Homens morando com os pais
Parte da razão é que os homens podem se dar a esse luxo — porque muitos ainda moram em casa. Um terço dos homens de 20 a 34 anos estavam morando com seus pais, em comparação com apenas uma em cada cinco mulheres naquela faixa etária em 2023, mostram dados oficiais.
A inatividade atingiu o Reino Unido mais duramente do que outros países do G7, onde as taxas de participação estão acima dos níveis pré-pandemia. O principal culpado é a doença de longo prazo, que agora responde por quase um terço das 9,3 milhões de pessoas inativas em idade de trabalhar na Grã-Bretanha.

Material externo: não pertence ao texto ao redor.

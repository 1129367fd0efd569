//! Core editor types: selection, text changes and edit tracking.
//!
//! These types are independent of the text buffer implementation.

use std::ops::Range;

use serde::{Deserialize, Serialize};

/// Text selection with anchor and head positions.
///
/// The anchor is where the selection started, the head is where the cursor is now.
/// They may be in any order - use `start()` and `end()` for ordered bounds.
#[derive(Clone, Debug, Copy, PartialEq, Eq, Default, Serialize, Deserialize)]
pub struct Selection {
    /// Where selection started
    pub anchor: usize,
    /// Where cursor is now
    pub head: usize,
}

impl Selection {
    /// Create a new selection.
    pub fn new(anchor: usize, head: usize) -> Self {
        Self { anchor, head }
    }

    /// Create a collapsed selection (cursor position).
    pub fn collapsed(offset: usize) -> Self {
        Self {
            anchor: offset,
            head: offset,
        }
    }

    /// Get the start (lower bound) of the selection.
    pub fn start(&self) -> usize {
        self.anchor.min(self.head)
    }

    /// Get the end (upper bound) of the selection.
    pub fn end(&self) -> usize {
        self.anchor.max(self.head)
    }

    /// Check if the selection is collapsed (empty, cursor only).
    pub fn is_collapsed(&self) -> bool {
        self.anchor == self.head
    }

    /// Check if an offset is within the selection.
    pub fn contains(&self, offset: usize) -> bool {
        offset >= self.start() && offset < self.end()
    }

    /// Get the selection length.
    pub fn len(&self) -> usize {
        self.end() - self.start()
    }

    /// Check if empty (same as is_collapsed).
    pub fn is_empty(&self) -> bool {
        self.is_collapsed()
    }

    /// Convert to a Range<usize> (ordered).
    pub fn to_range(&self) -> Range<usize> {
        self.start()..self.end()
    }

    /// Check if the selection is backwards (head before anchor).
    pub fn is_backwards(&self) -> bool {
        self.head < self.anchor
    }

    /// Clamp both ends into `0..=len`, keeping the direction.
    pub fn clamped(&self, len: usize) -> Self {
        Self {
            anchor: self.anchor.min(len),
            head: self.head.min(len),
        }
    }
}

/// Ordered, clamped `start..end` from two possibly swapped offsets.
pub fn normalize_range(start: usize, end: usize, len: usize) -> Range<usize> {
    let (a, b) = if end < start { (end, start) } else { (start, end) };
    a.min(len)..b.min(len)
}

/// A text mutation described by offsets, as delivered to the two-phase
/// change callbacks: `deleted` chars starting at `start` are replaced by
/// `inserted` chars.
#[derive(Clone, Copy, Debug, PartialEq, Eq)]
pub struct TextChange {
    pub start: usize,
    pub deleted: usize,
    pub inserted: usize,
}

impl TextChange {
    pub fn new(start: usize, deleted: usize, inserted: usize) -> Self {
        Self {
            start,
            deleted,
            inserted,
        }
    }

    pub fn insertion(start: usize, inserted: usize) -> Self {
        Self::new(start, 0, inserted)
    }

    pub fn deletion(range: Range<usize>) -> Self {
        Self::new(range.start, range.len(), 0)
    }

    /// Length change applied to offsets after the edit.
    pub fn delta(&self) -> isize {
        self.inserted as isize - self.deleted as isize
    }

    /// End of the deleted region in pre-edit coordinates.
    pub fn old_end(&self) -> usize {
        self.start + self.deleted
    }

    /// End of the inserted region in post-edit coordinates.
    pub fn new_end(&self) -> usize {
        self.start + self.inserted
    }

    pub fn is_noop(&self) -> bool {
        self.deleted == 0 && self.inserted == 0
    }
}

/// Where a mutation comes from.
///
/// Passed explicitly down the mutation pipeline in place of a global
/// "currently handling a change" flag. Only `User` changes are captured by
/// history and re-run the line-break formatters.
#[derive(Clone, Copy, Debug, PartialEq, Eq, Default)]
pub enum ChangeOrigin {
    /// Typing, pasting or an explicit host request.
    #[default]
    User,
    /// A change issued by the engine while it handles another change.
    Nested,
    /// Undo/redo replay or a document load.
    Replay,
}

impl ChangeOrigin {
    pub fn records_history(self) -> bool {
        matches!(self, ChangeOrigin::User)
    }

    pub fn runs_formatters(self) -> bool {
        matches!(self, ChangeOrigin::User)
    }
}

#[cfg(test)]
mod tests {
    use super::*;

    #[test]
    fn test_selection_bounds() {
        // Forward selection
        let sel = Selection::new(5, 10);
        assert_eq!(sel.start(), 5);
        assert_eq!(sel.end(), 10);
        assert!(!sel.is_backwards());

        // Backward selection
        let sel = Selection::new(10, 5);
        assert_eq!(sel.start(), 5);
        assert_eq!(sel.end(), 10);
        assert!(sel.is_backwards());
    }

    #[test]
    fn test_selection_collapsed() {
        let sel = Selection::collapsed(7);
        assert!(sel.is_collapsed());
        assert!(sel.is_empty());
        assert_eq!(sel.len(), 0);
        assert_eq!(sel.to_range(), 7..7);
    }

    #[test]
    fn test_selection_contains() {
        let sel = Selection::new(5, 10);
        assert!(!sel.contains(4));
        assert!(sel.contains(5));
        assert!(sel.contains(9));
        assert!(!sel.contains(10)); // end is exclusive
    }

    #[test]
    fn test_selection_clamped() {
        let sel = Selection::new(40, 2).clamped(10);
        assert_eq!(sel, Selection::new(10, 2));
        assert!(sel.is_backwards());
    }

    #[test]
    fn test_normalize_range_swaps_and_clamps() {
        assert_eq!(normalize_range(8, 3, 100), 3..8);
        assert_eq!(normalize_range(3, 80, 10), 3..10);
        assert_eq!(normalize_range(50, 60, 10), 10..10);
    }

    #[test]
    fn test_text_change_delta() {
        let change = TextChange::new(4, 3, 1);
        assert_eq!(change.delta(), -2);
        assert_eq!(change.old_end(), 7);
        assert_eq!(change.new_end(), 5);
        assert!(!change.is_noop());
        assert!(TextChange::insertion(3, 0).is_noop());
    }

    #[test]
    fn test_change_origin_guards() {
        assert!(ChangeOrigin::User.records_history());
        assert!(!ChangeOrigin::Nested.records_history());
        assert!(!ChangeOrigin::Replay.runs_formatters());
    }
}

As jovens mulheres viram uma leve queda na doença de longo prazo nos últimos meses, mas as taxas masculinas continuaram subindo.
Os jovens são mais propensos a sofrer de condições de saúde mental como ansiedade e depressão, de acordo com uma pesquisa da PwC realizada no início deste ano. E 44% dos jovens que são Neet disseram que a má saúde mental os está impedindo de encontrar um emprego, segundo um relatório separado da Youth Futures Foundation.
“Nós não podemos tratar isso apenas como uma questão de mercado de trabalho, mas também precisamos lidar com esse problema de saúde subjacente”, disse Louise Murphy, economista sênior da Resolution Foundation.
“Parece haver esse grupo de jovens que está muito distante do mercado de trabalho. Eles nunca trabalharam, não se sentem capazes de trabalhar, não se sentem confiantes para trabalhar.”